====== EXTRACTED MATERIAL

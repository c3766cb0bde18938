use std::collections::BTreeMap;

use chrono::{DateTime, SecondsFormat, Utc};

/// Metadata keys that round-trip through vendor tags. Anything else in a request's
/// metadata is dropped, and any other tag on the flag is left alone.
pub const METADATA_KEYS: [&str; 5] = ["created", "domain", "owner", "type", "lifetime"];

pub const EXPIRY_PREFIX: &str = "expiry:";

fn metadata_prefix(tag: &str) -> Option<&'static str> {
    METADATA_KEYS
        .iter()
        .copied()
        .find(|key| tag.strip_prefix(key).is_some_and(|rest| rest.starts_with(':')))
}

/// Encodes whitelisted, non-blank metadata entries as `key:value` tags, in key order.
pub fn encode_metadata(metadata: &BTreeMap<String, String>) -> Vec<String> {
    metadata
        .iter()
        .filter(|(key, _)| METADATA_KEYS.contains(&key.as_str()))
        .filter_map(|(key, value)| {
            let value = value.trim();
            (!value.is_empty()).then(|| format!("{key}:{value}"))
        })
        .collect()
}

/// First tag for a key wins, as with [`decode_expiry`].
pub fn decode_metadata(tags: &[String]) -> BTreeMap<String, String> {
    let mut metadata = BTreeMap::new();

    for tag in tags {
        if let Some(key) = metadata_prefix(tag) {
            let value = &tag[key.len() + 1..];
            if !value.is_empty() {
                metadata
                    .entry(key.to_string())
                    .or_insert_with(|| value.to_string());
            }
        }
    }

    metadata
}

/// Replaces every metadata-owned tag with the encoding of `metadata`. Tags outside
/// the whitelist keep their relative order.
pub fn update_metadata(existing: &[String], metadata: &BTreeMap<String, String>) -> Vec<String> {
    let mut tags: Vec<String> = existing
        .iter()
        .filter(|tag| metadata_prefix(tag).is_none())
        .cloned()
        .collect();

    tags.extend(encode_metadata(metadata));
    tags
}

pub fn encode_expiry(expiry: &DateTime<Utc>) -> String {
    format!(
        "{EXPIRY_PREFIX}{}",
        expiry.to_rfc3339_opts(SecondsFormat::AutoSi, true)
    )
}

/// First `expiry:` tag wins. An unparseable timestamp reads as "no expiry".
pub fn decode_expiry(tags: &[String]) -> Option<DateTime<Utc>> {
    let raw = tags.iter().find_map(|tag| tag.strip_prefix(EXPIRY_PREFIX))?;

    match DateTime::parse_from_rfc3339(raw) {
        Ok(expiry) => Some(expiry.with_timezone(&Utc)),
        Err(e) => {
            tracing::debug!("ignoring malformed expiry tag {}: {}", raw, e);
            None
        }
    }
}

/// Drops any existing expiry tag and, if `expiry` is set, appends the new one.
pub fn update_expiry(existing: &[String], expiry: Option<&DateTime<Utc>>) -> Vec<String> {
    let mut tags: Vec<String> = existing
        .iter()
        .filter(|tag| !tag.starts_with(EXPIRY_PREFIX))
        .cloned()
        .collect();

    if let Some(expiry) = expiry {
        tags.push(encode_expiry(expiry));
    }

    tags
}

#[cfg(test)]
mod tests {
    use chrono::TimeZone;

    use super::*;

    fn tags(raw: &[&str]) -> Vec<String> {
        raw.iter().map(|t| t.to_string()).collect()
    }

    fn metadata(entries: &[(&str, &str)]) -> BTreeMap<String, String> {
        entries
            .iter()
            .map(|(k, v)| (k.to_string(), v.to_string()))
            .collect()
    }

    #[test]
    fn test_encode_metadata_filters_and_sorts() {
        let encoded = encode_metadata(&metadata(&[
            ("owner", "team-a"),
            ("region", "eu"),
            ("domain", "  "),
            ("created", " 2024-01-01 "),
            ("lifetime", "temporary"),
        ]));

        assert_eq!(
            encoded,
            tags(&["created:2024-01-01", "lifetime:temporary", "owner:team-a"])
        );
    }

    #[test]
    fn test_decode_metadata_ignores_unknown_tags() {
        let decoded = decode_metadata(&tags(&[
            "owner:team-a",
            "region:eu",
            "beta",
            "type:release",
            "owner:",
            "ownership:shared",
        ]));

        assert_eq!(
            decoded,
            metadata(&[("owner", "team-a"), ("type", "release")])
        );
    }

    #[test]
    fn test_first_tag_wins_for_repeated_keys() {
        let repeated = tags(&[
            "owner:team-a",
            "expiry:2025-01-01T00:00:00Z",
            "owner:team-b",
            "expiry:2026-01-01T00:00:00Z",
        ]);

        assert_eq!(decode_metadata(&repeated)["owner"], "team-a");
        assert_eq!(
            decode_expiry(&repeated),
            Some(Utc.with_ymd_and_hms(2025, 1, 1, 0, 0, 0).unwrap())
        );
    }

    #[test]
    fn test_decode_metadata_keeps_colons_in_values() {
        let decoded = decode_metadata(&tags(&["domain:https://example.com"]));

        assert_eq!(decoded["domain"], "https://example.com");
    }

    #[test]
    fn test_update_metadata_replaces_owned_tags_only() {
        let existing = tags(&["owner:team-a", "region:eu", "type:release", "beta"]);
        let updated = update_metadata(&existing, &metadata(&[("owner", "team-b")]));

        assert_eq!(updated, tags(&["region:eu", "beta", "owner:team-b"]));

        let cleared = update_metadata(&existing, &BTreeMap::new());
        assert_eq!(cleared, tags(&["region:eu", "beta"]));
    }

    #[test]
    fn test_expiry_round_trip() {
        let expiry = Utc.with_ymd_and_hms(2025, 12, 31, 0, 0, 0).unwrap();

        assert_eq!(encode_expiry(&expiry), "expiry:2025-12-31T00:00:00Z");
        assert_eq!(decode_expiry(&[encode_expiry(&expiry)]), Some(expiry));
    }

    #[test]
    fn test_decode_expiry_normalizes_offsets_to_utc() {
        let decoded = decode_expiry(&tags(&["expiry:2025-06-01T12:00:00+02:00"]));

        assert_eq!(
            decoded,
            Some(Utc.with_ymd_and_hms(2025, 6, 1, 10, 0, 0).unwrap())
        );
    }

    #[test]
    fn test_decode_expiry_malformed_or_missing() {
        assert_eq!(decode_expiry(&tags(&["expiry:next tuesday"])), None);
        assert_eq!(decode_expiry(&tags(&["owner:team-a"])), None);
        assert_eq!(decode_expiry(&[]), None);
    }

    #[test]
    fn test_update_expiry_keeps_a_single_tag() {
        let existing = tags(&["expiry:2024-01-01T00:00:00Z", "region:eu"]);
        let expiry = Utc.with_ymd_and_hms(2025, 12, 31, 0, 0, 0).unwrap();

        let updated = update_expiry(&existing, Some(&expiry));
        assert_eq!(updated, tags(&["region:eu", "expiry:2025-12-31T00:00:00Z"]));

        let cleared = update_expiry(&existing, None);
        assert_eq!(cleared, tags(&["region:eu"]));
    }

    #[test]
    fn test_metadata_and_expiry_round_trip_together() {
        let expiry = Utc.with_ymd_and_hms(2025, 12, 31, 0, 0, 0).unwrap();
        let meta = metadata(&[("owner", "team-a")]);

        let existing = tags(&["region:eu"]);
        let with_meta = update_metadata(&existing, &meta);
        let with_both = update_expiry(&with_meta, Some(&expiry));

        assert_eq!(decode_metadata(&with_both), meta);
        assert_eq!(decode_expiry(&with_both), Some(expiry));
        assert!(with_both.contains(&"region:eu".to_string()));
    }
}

============

> INSTRUCTIONS FOR THE TASK
Copy out every entry exactly.

> TASK RESULT
repository c3766cb0bde18938
use std::collections::BTreeMap;

use chrono::{DateTime, SecondsFormat, Utc};

/// Metadata keys that round-trip through vendor tags. Anything else in a request's
/// metadata is dropped, and any other tag on the flag is left alone.
pub const METADATA_KEYS: [&str; 5] = ["created", "domain", "owner", "type", "lifetime"];

pub const EXPIRY_PREFIX: &str = "expiry:";

fn metadata_prefix(tag: &str) -> Option<&'static str> {
    METADATA_KEYS
        .iter()
        .copied()
        .find(|key| tag.strip_prefix(key).is_some_and(|rest| rest.starts_with(':')))
}

/// Encodes whitelisted, non-blank metadata entries as `key:value` tags, in key order.
pub fn encode_metadata(metadata: &BTreeMap<String, String>) -> Vec<String> {
    metadata
        .iter()
        .filter(|(key, _)| METADATA_KEYS.contains(&key.as_str()))
        .filter_map(|(key, value)| {
            let value = value.trim();
            (!value.is_empty()).then(|| format!("{key}:{value}"))
        })
        .collect()
}

/// First tag for a key wins, as with [`decode_expiry`].
pub fn decode_metadata(tags: &[String]) -> BTreeMap<String, String> {
    let mut metadata = BTreeMap::new();

    for tag in tags {
        if let Some(key) = metadata_prefix(tag) {
            let value = &tag[key.len() + 1..];
            if !value.is_empty() {
                metadata
                    .entry(key.to_string())
                    .or_insert_with(|| value.to_string());
            }
        }
    }

    metadata
}

/// Replaces every metadata-owned tag with the encoding of `metadata`. Tags outside
/// the whitelist keep their relative order.
pub fn update_metadata(existing: &[String], metadata: &BTreeMap<String, String>) -> Vec<String> {
    let mut tags: Vec<String> = existing
        .iter()
        .filter(|tag| metadata_prefix(tag).is_none())
        .cloned()
        .collect();

    tags.extend(encode_metadata(metadata));
    tags
}

pub fn encode_expiry(expiry: &DateTime<Utc>) -> String {
    format!(
        "{EXPIRY_PREFIX}{}",
        expiry.to_rfc3339_opts(SecondsFormat::AutoSi, true)
    )
}

/// First `expiry:` tag wins. An unparseable timestamp reads as "no expiry".
pub fn decode_expiry(tags: &[String]) -> Option<DateTime<Utc>> {
    let raw = tags.iter().find_map(|tag| tag.strip_prefix(EXPIRY_PREFIX))?;

    match DateTime::parse_from_rfc3339(raw) {
        Ok(expiry) => Some(expiry.with_timezone(&Utc)),
        Err(e) => {
            tracing::debug!("ignoring malformed expiry tag {}: {}", raw, e);
            None
        }
    }
}

/// Drops any existing expiry tag and, if `expiry` is set, appends the new one.
pub fn update_expiry(existing: &[String], expiry: Option<&DateTime<Utc>>) -> Vec<String> {
    let mut tags: Vec<String> = existing
        .iter()
        .filter(|tag| !tag.starts_with(EXPIRY_PREFIX))
        .cloned()
        .collect();

    if let Some(expiry) = expiry {
        tags.push(encode_expiry(expiry));
    }

    tags
}

#[cfg(test)]
mod tests {
    use chrono::TimeZone;

    use super::*;

    fn tags(raw: &[&str]) -> Vec<String> {
        raw.iter().map(|t| t.to_string()).collect()
    }

    fn metadata(entries: &[(&str, &str)]) -> BTreeMap<String, String> {
        entries
            .iter()
            .map(|(k, v)| (k.to_string(), v.to_string()))
            .collect()
    }

    #[test]
    fn test_encode_metadata_filters_and_sorts() {
        let encoded = encode_metadata(&metadata(&[
            ("owner", "team-a"),
            ("region", "eu"),
            ("domain", "  "),
            ("created", " 2024-01-01 "),
            ("lifetime", "temporary"),
        ]));

        assert_eq!(
            encoded,
            tags(&["created:2024-01-01", "lifetime:temporary", "owner:team-a"])
        );
    }

    #[test]
    fn test_decode_metadata_ignores_unknown_tags() {
        let decoded = decode_metadata(&tags(&[
            "owner:team-a",
            "region:eu",
            "beta",
            "type:release",
            "owner:",
            "ownership:shared",
        ]));

        assert_eq!(
            decoded,
            metadata(&[("owner", "team-a"), ("type", "release")])
        );
    }

    #[test]
    fn test_first_tag_wins_for_repeated_keys() {
        let repeated = tags(&[
            "owner:team-a",
            "expiry:2025-01-01T00:00:00Z",
            "owner:team-b",
            "expiry:2026-01-01T00:00:00Z",
        ]);

        assert_eq!(decode_metadata(&repeated)["owner"], "team-a");
        assert_eq!(
            decode_expiry(&repeated),
            Some(Utc.with_ymd_and_hms(2025, 1, 1, 0, 0, 0).unwrap())
        );
    }

    #[test]
    fn test_decode_metadata_keeps_colons_in_values() {
        let decoded = decode_metadata(&tags(&["domain:https://example.com"]));

        assert_eq!(decoded["domain"], "https://example.com");
    }

    #[test]
    fn test_update_metadata_replaces_owned_tags_only() {
        let existing = tags(&["owner:team-a", "region:eu", "type:release", "beta"]);
        let updated = update_metadata(&existing, &metadata(&[("owner", "team-b")]));

        assert_eq!(updated, tags(&["region:eu", "beta", "owner:team-b"]));

        let cleared = update_metadata(&existing, &BTreeMap::new());
        assert_eq!(cleared, tags(&["region:eu", "beta"]));
    }

    #[test]
    fn test_expiry_round_trip() {
        let expiry = Utc.with_ymd_and_hms(2025, 12, 31, 0, 0, 0).unwrap();

        assert_eq!(encode_expiry(&expiry), "expiry:2025-12-31T00:00:00Z");
        assert_eq!(decode_expiry(&[encode_expiry(&expiry)]), Some(expiry));
    }

    #[test]
    fn test_decode_expiry_normalizes_offsets_to_utc() {
        let decoded = decode_expiry(&tags(&["expiry:2025-06-01T12:00:00+02:00"]));

        assert_eq!(
            decoded,
            Some(Utc.with_ymd_and_hms(2025, 6, 1, 10, 0, 0).unwrap())
        );
    }

    #[test]
    fn test_decode_expiry_malformed_or_missing() {
        assert_eq!(decode_expiry(&tags(&["expiry:next tuesday"])), None);
        assert_eq!(decode_expiry(&tags(&["owner:team-a"])), None);
        assert_eq!(decode_expiry(&[]), None);
    }

    #[test]
    fn test_update_expiry_keeps_a_single_tag() {
        let existing = tags(&["expiry:2024-01-01T00:00:00Z", "region:eu"]);
        let expiry = Utc.with_ymd_and_hms(2025, 12, 31, 0, 0, 0).unwrap();

        let updated = update_expiry(&existing, Some(&expiry));
        assert_eq!(updated, tags(&["region:eu", "expiry:2025-12-31T00:00:00Z"]));

        let cleared = update_expiry(&existing, None);
        assert_eq!(cleared, tags(&["region:eu"]));
    }

    #[test]
    fn test_metadata_and_expiry_round_trip_together() {
        let expiry = Utc.with_ymd_and_hms(2025, 12, 31, 0, 0, 0).unwrap();
        let meta = metadata(&[("owner", "team-a")]);

        let existing = tags(&["region:eu"]);
        let with_meta = update_metadata(&existing, &meta);
        let with_both = update_expiry(&with_meta, Some(&expiry));

        assert_eq!(decode_metadata(&with_both), meta);
        assert_eq!(decode_expiry(&with_both), Some(expiry));
        assert!(with_both.contains(&"region:eu".to_string()));
    }
}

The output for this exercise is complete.